§ **What the task asks**
Set out exactly every line of the entries below, starting at the line that holds "IDs for -vvv" and stopping after the line that holds "an empty aggregator".

[Source records]
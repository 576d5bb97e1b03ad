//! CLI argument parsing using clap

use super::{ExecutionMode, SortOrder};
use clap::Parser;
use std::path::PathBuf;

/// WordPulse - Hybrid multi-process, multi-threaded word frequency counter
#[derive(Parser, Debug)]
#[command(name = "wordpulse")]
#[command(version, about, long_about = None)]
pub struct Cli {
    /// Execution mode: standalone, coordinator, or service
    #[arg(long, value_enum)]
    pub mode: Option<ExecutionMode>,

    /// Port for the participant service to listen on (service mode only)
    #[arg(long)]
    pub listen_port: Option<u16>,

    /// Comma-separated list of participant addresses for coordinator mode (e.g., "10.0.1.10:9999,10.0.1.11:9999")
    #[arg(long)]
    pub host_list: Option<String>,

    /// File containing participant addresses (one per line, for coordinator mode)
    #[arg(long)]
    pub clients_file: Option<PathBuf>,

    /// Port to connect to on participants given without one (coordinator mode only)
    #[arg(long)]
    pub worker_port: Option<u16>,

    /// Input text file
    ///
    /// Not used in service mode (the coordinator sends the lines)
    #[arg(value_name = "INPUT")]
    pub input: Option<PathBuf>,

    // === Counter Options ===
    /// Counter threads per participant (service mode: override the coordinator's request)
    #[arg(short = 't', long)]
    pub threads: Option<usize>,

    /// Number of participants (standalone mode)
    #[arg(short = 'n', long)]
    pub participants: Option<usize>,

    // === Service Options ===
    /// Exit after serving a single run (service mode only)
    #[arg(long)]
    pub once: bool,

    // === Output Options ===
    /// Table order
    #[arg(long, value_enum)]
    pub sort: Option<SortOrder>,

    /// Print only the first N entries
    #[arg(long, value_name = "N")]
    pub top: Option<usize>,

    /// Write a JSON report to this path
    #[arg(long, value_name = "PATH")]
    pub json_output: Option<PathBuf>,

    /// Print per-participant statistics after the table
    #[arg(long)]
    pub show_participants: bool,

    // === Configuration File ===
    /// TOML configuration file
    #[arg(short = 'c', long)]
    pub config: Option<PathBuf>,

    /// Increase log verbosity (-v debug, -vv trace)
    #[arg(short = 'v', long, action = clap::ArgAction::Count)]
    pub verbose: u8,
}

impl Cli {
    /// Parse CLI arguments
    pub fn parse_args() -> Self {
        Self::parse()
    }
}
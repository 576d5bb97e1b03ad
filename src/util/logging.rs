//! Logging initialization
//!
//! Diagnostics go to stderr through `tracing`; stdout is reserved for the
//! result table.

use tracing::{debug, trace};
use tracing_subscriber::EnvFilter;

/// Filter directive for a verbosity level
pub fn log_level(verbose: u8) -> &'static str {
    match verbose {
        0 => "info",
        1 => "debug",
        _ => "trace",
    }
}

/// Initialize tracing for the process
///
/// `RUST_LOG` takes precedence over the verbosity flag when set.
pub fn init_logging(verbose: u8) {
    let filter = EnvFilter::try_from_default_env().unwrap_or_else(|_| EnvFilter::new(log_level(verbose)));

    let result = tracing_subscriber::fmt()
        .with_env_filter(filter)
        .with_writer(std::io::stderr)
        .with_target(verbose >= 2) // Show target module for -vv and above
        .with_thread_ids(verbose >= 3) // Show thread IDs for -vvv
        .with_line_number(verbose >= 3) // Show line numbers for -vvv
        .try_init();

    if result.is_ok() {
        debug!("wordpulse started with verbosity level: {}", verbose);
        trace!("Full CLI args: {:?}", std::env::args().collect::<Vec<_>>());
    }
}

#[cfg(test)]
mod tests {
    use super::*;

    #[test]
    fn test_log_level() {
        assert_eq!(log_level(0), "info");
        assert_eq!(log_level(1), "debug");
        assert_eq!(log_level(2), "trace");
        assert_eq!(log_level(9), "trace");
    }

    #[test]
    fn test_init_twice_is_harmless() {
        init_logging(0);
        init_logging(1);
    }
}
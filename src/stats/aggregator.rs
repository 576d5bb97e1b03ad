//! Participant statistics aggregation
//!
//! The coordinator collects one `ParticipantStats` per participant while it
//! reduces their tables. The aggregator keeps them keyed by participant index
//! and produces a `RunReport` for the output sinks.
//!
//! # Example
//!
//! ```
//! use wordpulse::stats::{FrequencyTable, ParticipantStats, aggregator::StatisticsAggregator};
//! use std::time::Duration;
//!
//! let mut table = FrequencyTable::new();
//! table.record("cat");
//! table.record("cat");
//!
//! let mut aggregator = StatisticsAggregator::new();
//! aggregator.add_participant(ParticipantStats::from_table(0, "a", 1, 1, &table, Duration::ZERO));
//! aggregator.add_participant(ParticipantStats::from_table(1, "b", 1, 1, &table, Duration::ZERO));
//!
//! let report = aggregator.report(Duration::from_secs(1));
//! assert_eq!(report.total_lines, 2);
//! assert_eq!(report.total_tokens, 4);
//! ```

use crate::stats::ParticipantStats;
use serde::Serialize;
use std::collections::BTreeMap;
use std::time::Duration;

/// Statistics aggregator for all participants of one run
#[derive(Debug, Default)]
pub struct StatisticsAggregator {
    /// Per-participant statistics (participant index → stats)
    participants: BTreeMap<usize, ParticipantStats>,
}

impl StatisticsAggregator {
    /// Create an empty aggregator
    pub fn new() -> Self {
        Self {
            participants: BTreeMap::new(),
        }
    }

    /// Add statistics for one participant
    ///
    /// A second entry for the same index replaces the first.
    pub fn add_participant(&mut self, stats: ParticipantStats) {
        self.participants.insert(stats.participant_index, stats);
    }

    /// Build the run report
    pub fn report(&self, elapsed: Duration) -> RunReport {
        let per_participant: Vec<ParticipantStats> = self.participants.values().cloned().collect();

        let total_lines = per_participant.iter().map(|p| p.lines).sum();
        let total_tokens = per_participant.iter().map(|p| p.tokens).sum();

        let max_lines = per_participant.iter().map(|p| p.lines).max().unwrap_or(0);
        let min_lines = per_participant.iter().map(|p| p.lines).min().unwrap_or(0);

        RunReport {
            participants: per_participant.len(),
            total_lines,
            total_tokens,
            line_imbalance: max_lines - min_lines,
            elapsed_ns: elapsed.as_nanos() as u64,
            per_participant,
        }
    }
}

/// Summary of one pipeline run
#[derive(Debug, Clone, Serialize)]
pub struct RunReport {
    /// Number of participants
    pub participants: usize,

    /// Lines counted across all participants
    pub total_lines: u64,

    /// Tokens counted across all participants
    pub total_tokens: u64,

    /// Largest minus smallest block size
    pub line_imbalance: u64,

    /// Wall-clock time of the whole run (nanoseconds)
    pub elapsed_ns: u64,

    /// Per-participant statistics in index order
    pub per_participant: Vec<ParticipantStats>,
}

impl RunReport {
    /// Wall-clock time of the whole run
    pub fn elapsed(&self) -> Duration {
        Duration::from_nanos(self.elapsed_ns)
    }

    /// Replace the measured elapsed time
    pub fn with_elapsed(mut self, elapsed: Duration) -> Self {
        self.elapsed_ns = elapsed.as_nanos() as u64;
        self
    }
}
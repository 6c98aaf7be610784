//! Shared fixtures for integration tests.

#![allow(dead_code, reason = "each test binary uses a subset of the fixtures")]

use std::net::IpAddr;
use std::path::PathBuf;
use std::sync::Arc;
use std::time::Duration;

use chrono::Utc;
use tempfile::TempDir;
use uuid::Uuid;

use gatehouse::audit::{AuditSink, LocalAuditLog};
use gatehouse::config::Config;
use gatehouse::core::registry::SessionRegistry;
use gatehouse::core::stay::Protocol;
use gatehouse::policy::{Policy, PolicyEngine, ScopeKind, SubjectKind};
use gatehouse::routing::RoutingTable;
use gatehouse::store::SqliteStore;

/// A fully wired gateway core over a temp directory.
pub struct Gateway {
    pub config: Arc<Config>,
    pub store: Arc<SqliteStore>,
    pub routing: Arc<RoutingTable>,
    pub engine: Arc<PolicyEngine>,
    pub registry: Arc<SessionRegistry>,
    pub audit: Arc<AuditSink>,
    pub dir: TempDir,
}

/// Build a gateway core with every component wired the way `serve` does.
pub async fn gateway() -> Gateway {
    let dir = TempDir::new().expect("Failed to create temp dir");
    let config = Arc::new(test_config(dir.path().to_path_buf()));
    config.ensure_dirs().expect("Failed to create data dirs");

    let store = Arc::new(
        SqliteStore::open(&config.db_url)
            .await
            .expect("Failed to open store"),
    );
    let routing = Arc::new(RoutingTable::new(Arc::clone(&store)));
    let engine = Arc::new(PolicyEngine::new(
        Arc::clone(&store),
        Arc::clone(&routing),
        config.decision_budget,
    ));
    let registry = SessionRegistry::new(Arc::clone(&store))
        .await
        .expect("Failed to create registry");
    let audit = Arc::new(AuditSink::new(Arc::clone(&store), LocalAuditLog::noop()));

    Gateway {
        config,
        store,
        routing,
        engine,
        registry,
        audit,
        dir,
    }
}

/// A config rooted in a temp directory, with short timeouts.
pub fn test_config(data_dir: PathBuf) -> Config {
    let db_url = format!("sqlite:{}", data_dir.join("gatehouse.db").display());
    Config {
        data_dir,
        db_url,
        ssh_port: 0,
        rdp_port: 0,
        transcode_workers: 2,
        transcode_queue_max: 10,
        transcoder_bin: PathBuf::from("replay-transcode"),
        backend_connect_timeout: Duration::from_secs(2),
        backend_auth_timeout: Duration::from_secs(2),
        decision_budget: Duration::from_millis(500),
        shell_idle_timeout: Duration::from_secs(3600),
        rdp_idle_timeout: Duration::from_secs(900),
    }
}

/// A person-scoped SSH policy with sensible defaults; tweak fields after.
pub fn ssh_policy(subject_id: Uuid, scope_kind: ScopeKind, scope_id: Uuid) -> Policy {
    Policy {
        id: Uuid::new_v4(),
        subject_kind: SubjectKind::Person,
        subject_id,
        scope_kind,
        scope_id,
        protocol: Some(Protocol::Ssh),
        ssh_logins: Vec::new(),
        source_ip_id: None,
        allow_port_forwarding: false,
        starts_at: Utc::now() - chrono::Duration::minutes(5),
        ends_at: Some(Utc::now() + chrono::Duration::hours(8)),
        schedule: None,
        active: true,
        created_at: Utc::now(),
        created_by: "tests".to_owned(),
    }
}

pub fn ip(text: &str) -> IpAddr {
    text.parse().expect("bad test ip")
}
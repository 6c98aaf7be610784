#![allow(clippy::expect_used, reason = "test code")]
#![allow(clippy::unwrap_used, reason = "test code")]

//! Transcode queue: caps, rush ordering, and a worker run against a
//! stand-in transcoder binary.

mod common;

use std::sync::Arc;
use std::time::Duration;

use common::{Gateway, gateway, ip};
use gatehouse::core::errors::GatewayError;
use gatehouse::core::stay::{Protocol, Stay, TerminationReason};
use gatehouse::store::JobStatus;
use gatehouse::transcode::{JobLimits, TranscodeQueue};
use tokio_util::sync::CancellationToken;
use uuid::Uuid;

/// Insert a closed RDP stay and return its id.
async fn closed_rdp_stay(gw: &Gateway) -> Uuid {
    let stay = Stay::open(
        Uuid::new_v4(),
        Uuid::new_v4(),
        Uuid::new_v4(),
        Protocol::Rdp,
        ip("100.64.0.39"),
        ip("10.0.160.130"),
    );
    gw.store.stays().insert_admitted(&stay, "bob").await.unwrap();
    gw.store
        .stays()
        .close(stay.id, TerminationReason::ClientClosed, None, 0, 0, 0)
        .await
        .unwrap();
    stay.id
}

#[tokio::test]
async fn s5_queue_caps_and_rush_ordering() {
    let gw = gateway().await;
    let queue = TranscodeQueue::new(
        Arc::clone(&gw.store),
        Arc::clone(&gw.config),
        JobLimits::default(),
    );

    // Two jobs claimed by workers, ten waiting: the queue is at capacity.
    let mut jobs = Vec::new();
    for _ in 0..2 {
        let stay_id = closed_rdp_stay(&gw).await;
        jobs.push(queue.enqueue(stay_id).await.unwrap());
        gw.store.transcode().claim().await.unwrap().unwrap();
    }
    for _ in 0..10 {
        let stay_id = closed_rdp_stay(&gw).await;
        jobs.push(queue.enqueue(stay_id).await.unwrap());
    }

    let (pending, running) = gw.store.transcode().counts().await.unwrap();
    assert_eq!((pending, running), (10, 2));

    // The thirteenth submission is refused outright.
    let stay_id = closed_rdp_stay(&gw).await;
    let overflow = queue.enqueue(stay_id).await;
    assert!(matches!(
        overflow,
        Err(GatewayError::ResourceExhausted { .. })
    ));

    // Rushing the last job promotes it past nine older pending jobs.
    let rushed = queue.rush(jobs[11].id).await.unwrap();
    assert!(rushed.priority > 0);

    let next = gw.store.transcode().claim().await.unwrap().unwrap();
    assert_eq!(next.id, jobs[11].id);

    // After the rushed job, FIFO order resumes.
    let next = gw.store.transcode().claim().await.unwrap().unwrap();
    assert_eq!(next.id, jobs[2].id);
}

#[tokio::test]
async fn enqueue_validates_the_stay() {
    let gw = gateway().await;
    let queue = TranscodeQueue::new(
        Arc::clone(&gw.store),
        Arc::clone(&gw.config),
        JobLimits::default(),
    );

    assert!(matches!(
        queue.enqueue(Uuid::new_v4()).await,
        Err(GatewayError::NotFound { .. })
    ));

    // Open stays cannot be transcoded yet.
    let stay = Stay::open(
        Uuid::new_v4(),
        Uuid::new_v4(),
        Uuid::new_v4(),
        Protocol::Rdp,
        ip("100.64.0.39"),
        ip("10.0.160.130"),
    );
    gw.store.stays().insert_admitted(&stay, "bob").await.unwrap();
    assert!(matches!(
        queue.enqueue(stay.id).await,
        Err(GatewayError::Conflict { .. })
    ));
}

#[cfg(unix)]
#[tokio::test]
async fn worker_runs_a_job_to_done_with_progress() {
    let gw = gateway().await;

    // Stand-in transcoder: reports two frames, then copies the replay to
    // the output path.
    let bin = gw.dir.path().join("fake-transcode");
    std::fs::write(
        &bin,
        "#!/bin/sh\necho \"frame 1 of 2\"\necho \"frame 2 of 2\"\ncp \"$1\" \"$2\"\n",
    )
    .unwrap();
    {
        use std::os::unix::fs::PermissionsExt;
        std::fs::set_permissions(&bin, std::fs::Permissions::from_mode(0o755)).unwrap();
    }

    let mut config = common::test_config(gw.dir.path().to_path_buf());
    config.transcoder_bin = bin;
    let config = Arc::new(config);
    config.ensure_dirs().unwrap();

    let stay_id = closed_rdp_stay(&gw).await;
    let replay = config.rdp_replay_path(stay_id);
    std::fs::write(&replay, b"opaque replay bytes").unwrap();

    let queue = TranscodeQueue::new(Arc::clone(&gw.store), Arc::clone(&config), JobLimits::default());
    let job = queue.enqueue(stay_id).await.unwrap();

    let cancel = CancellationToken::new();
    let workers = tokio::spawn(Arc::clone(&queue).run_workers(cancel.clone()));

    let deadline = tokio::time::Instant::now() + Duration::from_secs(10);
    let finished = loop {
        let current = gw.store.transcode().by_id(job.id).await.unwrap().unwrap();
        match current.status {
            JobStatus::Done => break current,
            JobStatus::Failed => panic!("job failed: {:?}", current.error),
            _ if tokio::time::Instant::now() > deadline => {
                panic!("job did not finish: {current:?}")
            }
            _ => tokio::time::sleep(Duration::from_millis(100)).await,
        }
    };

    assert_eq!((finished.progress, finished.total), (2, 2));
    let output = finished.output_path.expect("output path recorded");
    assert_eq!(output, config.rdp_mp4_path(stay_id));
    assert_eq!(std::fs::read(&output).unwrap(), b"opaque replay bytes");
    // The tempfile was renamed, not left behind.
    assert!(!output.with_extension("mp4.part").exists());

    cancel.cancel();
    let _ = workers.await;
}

§ **Response to the exercise**
        .with_thread_ids(verbose >= 3) // Show thread IDs for -vvv
        .with_line_number(verbose >= 3) // Show line numbers for -vvv
        .try_init();

    if result.is_ok() {
        debug!("wordpulse started with verbosity level: {}", verbose);
        trace!("Full CLI args: {:?}", std::env::args().collect::<Vec<_>>());
    }
}

#[cfg(test)]
mod tests {
    use super::*;

    #[test]
    fn test_log_level() {
        assert_eq!(log_level(0), "info");
        assert_eq!(log_level(1), "debug");
        assert_eq!(log_level(2), "trace");
        assert_eq!(log_level(9), "trace");
    }

    #[test]
    fn test_init_twice_is_harmless() {
        init_logging(0);
        init_logging(1);
    }
}
filename src/stats/aggregator.rs
repository 576d5bb97e1b03ad
//! Participant statistics aggregation
//!
//! The coordinator collects one `ParticipantStats` per participant while it
//! reduces their tables. The aggregator keeps them keyed by participant index
//! and produces a `RunReport` for the output sinks.
//!
//! # Example
//!
//! ```
//! use wordpulse::stats::{FrequencyTable, ParticipantStats, aggregator::StatisticsAggregator};
//! use std::time::Duration;
//!
//! let mut table = FrequencyTable::new();
//! table.record("cat");
//! table.record("cat");
//!
//! let mut aggregator = StatisticsAggregator::new();
//! aggregator.add_participant(ParticipantStats::from_table(0, "a", 1, 1, &table, Duration::ZERO));
//! aggregator.add_participant(ParticipantStats::from_table(1, "b", 1, 1, &table, Duration::ZERO));
//!
//! let report = aggregator.report(Duration::from_secs(1));
//! assert_eq!(report.total_lines, 2);
//! assert_eq!(report.total_tokens, 4);
//! ```

use crate::stats::ParticipantStats;
use serde::Serialize;
use std::collections::BTreeMap;
use std::time::Duration;

/// Statistics aggregator for all participants of one run
#[derive(Debug, Default)]
pub struct StatisticsAggregator {
    /// Per-participant statistics (participant index → stats)
    participants: BTreeMap<usize, ParticipantStats>,
}

impl StatisticsAggregator {
    /// Create an empty aggregator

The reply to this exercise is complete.